Prima visione

Si straparla di diritti dell’uomo, ma solo i cittadini hanno diritti. Lo ricorda Il vento di primavera (In originale La rafle, ovvero La retata) di Roselyn Bosch, che arriva in Italia due anni dopo essere stato girato e uno dopo essere stato meritatamente stroncato all’uscita nei cinema francesi.
La vicenda degli ebrei, deportati nel luglio 1942, è remota per il pubblico scolastico al quale il film è essenzialmente diretto. Così la vicenda principale - arresto, internamento con successiva, non mostrata, deportazione - è intervallata da siparietti politici, dove si tenta, fra goffaggine ed errori, di mostrare come la Francia occupata subì l’imposizione tedesca di consegnare gli ebrei stranieri, che negli ultimi anni prima della guerra s’erano rifugiati in gran quantità nella regione parigina.

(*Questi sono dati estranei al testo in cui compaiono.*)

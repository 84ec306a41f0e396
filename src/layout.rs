use serde::Serialize;

use crate::error::{Result, TargetError};
use crate::target::{positive, validate_page};

/// Largest grid drawn, in cells per side. Finer grids are unprintable and
/// would cost tens of thousands of strokes per page.
pub const MAX_GRID_CELLS: u32 = 4096;

#[derive(Debug, Clone, Copy, PartialEq, Default, Serialize)]
pub struct Point {
    pub x: f64,
    pub y: f64,
}

impl Point {
    pub const fn new(x: f64, y: f64) -> Self {
        Self { x, y }
    }

    pub fn midpoint(self, other: Point) -> Point {
        Point::new((self.x + other.x) / 2.0, (self.y + other.y) / 2.0)
    }
}

/// Placement of the grid on the page, in page units with a bottom-left origin.
#[derive(Debug, Clone, PartialEq, Serialize)]
pub struct GridGeometry {
    pub cell_size: f64,
    pub row_count: u32,
    pub col_count: u32,
    pub grid_width: f64,
    pub grid_height: f64,
    /// Bottom-left corner of the grid.
    pub origin: Point,
    /// Midpoint of the printable area.
    pub center: Point,
    pub printable_width: f64,
    pub printable_height: f64,
    pub margin: f64,
}

impl GridGeometry {
    pub fn is_degenerate(&self) -> bool {
        self.row_count == 0
    }

    /// Top-right corner of the grid.
    pub fn far_corner(&self) -> Point {
        Point::new(
            self.origin.x + self.grid_width,
            self.origin.y + self.grid_height,
        )
    }

    /// Corners of the printable area: bottom-left, top-left, bottom-right,
    /// top-right.
    pub fn printable_corners(&self) -> [Point; 4] {
        let left = self.margin;
        let bottom = self.margin;
        let right = self.margin + self.printable_width;
        let top = self.margin + self.printable_height;
        [
            Point::new(left, bottom),
            Point::new(left, top),
            Point::new(right, bottom),
            Point::new(right, top),
        ]
    }

    /// Empty for a degenerate grid.
    fn line_count(&self, cells: u32) -> u32 {
        if self.is_degenerate() { 0 } else { cells + 1 }
    }

    pub fn horizontal_lines(&self) -> impl Iterator<Item = (Point, Point)> + '_ {
        (0..self.line_count(self.row_count)).map(move |i| {
            let y = self.origin.y + f64::from(i) * self.cell_size;
            (
                Point::new(self.origin.x, y),
                Point::new(self.origin.x + self.grid_width, y),
            )
        })
    }

    pub fn vertical_lines(&self) -> impl Iterator<Item = (Point, Point)> + '_ {
        (0..self.line_count(self.col_count)).map(move |i| {
            let x = self.origin.x + f64::from(i) * self.cell_size;
            (
                Point::new(x, self.origin.y),
                Point::new(x, self.origin.y + self.grid_height),
            )
        })
    }
}

/// Fits the largest square grid with an even number of cells inside the
/// printable area and centers it. The cell count comes from the printable
/// width and is used for both axes; on a landscape page it is further capped
/// by the printable height so the grid never runs into the margin.
///
/// Grids finer than [`MAX_GRID_CELLS`] per side are rejected as
/// `InvalidParameter` rather than drawn.
pub fn compute_layout(
    page_width: f64,
    page_height: f64,
    margin: f64,
    cell_size: f64,
) -> Result<GridGeometry> {
    validate_page(page_width, page_height, margin)?;
    positive("cell size", cell_size)?;

    let printable_width = page_width - 2.0 * margin;
    let printable_height = page_height - 2.0 * margin;

    let count = even_fit(printable_width, cell_size)?;
    let count = if printable_height < printable_width {
        count.min(even_fit(printable_height, cell_size)?)
    } else {
        count
    };

    if count > MAX_GRID_CELLS {
        return Err(TargetError::invalid(
            "cell size",
            cell_size,
            "grid would exceed 4096 cells per side",
        ));
    }

    let grid_width = f64::from(count) * cell_size;
    let grid_height = grid_width;

    Ok(GridGeometry {
        cell_size,
        row_count: count,
        col_count: count,
        grid_width,
        grid_height,
        origin: Point::new(
            margin + (printable_width - grid_width) / 2.0,
            margin + (printable_height - grid_height) / 2.0,
        ),
        center: Point::new(
            margin + printable_width / 2.0,
            margin + printable_height / 2.0,
        ),
        printable_width,
        printable_height,
        margin,
    })
}

fn even_fit(extent: f64, cell_size: f64) -> Result<u32> {
    let raw = (extent / cell_size).floor();
    if raw > f64::from(u32::MAX) {
        return Err(TargetError::invalid(
            "cell size",
            cell_size,
            "too small for the printable area",
        ));
    }
    Ok((raw as u32 / 2) * 2)
}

Il governo rappresentato da Pétain e Laval si oppose invece con successo, per il momento, alla consegna degli ebrei francesi. E questa differenza di trattamento - considerata inevitabile e in un certo senso auspicabile (per salvare almeno gli ebrei francesi) da de Gaulle già nel periodo di Londra - è diventata dal 1973, quando uscì il saggio di Robert O. Paxton sulla Francia di Vichy e il vasto consenso che aveva il suo governo, diventato trent’anni dopo (e lo è tuttora) motivo dell’ossessiva lacerazione tra francesi di ceppo e non.
Senza l’efficacia allusiva di Mr. Klein di Losey e dell’Ultimo métro di Truffaut o il respiro storico di Laissez-passer di Tavernier, Il vento di primavera ha dalla sua solo la dimensione del film tv, tempestato ora di didascalie ora di ridondanti vocativi per far capire allo spettatore chi ha davanti.


Il pathos è affidato alle vicende dei singoli qualsiasi e dei loro bambini, uno dei quali (Hugo Leverdez) è preso come simbolo di una generazione sterminata. Mélanie è l’infermiera che assiste la massa di deportati nella prima tappa del loro tragitto verso la morte. Ma, appunto, la rappresentazione di morti veri meriterebbe qualcuno più abile di Roselyn Bosch.